PROBLEM TO SOLVE —
Every line that includes the word "notes" needs to be copied from the listing.

INPUT DATA —

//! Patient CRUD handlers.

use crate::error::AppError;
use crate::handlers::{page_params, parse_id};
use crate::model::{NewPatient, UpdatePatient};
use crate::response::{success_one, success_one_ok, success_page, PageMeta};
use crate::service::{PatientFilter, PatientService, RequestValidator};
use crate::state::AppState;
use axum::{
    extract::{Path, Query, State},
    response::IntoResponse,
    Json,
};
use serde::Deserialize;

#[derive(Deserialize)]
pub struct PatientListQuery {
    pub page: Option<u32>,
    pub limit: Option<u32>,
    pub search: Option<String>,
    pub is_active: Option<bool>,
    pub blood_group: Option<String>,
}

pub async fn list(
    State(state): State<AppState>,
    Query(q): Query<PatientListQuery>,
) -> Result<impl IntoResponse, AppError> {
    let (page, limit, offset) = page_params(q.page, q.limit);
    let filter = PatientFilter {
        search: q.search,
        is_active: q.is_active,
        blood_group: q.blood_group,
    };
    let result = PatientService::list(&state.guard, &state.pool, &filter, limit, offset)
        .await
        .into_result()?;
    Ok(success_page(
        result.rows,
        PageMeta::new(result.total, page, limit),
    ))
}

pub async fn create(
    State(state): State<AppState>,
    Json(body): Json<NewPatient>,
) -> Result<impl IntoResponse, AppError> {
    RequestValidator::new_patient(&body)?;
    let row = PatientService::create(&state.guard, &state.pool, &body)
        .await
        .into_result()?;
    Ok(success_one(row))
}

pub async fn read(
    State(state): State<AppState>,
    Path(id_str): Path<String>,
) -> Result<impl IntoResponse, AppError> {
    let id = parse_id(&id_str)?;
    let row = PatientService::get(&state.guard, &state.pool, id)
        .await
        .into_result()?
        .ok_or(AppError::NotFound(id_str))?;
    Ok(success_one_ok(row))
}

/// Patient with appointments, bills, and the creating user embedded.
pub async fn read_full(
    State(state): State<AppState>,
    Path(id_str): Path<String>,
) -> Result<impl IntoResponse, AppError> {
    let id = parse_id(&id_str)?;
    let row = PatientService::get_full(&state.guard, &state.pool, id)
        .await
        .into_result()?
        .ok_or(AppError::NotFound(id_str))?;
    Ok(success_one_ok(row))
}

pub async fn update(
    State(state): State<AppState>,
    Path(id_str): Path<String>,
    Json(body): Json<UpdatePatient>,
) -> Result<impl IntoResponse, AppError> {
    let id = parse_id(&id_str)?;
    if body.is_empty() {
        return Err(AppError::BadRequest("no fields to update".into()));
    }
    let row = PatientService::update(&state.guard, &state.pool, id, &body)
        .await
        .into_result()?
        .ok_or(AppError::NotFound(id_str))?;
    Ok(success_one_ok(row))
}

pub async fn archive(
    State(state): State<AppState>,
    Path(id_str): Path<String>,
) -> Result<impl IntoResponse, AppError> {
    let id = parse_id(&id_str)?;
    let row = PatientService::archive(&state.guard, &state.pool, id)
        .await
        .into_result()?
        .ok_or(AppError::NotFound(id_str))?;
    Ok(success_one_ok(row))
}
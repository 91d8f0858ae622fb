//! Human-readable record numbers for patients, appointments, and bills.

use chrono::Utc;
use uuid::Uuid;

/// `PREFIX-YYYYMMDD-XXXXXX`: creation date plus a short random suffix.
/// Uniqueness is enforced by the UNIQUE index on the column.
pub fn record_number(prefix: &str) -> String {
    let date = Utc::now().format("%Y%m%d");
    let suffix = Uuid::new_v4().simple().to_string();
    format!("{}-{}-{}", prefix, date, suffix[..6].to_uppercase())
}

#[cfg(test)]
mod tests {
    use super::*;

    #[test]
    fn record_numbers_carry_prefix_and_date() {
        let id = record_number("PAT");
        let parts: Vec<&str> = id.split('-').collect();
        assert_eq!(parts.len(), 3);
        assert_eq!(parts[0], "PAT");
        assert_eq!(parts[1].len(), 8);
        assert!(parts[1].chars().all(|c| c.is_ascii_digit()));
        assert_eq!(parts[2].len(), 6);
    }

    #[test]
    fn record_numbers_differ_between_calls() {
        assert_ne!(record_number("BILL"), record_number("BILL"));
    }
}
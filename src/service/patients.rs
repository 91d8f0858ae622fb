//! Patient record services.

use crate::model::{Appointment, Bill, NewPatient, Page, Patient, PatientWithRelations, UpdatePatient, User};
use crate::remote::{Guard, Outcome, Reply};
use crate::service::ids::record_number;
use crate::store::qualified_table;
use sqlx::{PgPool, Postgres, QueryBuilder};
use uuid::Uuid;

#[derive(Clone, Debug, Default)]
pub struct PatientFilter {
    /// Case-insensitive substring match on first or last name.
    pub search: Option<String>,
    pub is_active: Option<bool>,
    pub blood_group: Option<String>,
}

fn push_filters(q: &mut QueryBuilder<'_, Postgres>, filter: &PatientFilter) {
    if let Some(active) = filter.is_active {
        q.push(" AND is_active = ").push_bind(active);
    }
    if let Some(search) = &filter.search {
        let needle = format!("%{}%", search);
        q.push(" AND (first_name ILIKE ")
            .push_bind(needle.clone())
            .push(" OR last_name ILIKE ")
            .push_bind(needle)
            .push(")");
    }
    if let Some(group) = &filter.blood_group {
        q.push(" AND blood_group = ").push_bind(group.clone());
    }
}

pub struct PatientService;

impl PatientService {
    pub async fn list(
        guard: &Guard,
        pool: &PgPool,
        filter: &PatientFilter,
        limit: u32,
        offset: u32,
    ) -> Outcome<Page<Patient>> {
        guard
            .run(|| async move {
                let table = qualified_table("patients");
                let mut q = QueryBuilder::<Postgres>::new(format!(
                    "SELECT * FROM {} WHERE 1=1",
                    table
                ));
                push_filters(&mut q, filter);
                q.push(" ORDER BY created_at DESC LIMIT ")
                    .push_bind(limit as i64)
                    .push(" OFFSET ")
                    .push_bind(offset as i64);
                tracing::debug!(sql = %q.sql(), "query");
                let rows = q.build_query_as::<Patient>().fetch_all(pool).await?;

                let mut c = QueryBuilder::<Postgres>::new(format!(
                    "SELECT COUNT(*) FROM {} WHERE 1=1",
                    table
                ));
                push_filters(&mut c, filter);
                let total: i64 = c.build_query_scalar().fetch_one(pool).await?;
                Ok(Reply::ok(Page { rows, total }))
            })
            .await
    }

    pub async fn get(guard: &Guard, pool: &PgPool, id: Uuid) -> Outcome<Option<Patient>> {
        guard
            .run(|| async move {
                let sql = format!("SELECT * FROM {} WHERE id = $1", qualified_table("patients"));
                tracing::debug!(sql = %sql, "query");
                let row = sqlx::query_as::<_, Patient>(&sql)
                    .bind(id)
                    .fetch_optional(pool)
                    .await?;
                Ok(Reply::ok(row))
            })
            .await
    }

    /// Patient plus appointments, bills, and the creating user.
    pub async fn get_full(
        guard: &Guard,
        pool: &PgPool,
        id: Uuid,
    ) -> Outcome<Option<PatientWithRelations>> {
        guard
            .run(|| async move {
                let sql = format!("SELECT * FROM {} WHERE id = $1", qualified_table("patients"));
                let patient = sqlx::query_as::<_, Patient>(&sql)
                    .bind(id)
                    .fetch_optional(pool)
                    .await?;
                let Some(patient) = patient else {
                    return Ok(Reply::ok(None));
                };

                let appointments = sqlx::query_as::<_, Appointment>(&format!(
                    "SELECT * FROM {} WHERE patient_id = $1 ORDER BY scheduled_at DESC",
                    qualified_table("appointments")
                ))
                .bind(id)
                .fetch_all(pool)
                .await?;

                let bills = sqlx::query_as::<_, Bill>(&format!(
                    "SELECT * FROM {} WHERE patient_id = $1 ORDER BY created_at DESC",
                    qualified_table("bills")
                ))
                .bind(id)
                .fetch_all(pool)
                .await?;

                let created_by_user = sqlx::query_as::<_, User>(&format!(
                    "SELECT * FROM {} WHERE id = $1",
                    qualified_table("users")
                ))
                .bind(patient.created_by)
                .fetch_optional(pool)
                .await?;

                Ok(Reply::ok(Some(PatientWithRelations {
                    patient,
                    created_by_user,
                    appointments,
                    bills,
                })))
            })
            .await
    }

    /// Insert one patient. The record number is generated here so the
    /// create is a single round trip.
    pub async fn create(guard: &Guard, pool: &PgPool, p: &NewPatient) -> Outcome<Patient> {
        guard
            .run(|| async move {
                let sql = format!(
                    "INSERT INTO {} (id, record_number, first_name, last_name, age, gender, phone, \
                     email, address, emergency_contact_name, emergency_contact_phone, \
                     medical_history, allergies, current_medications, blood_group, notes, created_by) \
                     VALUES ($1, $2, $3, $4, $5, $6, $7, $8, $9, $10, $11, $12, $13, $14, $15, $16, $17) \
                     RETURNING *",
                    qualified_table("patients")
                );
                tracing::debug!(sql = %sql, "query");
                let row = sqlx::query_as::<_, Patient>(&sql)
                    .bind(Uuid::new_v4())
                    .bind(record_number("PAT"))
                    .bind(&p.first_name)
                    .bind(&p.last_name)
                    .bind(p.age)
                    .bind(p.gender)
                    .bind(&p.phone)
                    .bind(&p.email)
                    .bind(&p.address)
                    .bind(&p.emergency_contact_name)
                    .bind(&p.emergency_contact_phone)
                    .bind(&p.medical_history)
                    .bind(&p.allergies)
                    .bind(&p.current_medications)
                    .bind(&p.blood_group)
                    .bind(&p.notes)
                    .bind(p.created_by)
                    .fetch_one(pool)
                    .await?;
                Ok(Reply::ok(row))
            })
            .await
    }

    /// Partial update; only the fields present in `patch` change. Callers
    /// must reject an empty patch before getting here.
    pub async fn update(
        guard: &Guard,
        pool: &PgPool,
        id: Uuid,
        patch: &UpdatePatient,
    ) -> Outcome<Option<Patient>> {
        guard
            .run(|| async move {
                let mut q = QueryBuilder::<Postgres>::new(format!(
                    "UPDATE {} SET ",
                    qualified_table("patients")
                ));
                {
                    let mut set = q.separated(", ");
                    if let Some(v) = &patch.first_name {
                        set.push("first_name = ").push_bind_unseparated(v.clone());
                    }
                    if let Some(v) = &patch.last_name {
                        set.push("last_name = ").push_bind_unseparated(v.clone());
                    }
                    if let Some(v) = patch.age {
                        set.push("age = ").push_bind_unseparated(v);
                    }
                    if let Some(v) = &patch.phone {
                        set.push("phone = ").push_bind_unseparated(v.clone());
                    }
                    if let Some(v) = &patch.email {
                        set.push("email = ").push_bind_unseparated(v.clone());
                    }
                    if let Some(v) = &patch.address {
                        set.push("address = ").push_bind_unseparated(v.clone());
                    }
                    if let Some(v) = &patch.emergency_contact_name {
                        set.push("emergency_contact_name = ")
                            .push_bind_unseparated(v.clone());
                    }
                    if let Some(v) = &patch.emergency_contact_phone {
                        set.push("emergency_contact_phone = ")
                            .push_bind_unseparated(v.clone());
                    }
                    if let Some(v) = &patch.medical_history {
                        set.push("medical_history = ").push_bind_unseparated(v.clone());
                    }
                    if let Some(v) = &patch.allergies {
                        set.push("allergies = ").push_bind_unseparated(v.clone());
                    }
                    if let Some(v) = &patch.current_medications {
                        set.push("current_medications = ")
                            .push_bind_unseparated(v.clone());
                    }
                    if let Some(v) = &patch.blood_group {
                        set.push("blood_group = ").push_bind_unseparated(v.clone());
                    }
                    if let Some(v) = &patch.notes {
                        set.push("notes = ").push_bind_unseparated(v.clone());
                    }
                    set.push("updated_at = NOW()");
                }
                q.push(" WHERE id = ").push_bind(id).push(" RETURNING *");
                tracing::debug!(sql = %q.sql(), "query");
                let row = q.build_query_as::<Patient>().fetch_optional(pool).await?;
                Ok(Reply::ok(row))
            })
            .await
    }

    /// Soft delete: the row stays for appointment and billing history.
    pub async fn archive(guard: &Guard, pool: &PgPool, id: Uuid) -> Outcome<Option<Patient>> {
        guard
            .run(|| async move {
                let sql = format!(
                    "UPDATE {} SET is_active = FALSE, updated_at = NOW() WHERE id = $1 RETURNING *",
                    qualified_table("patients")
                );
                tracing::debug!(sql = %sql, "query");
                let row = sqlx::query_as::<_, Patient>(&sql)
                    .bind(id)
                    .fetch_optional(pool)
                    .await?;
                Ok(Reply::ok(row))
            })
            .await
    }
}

FINISHED TASK —
                     medical_history, allergies, current_medications, blood_group, notes, created_by) \
                    .bind(&p.notes)
                    if let Some(v) = &patch.notes {
                        set.push("notes = ").push_bind_unseparated(v.clone());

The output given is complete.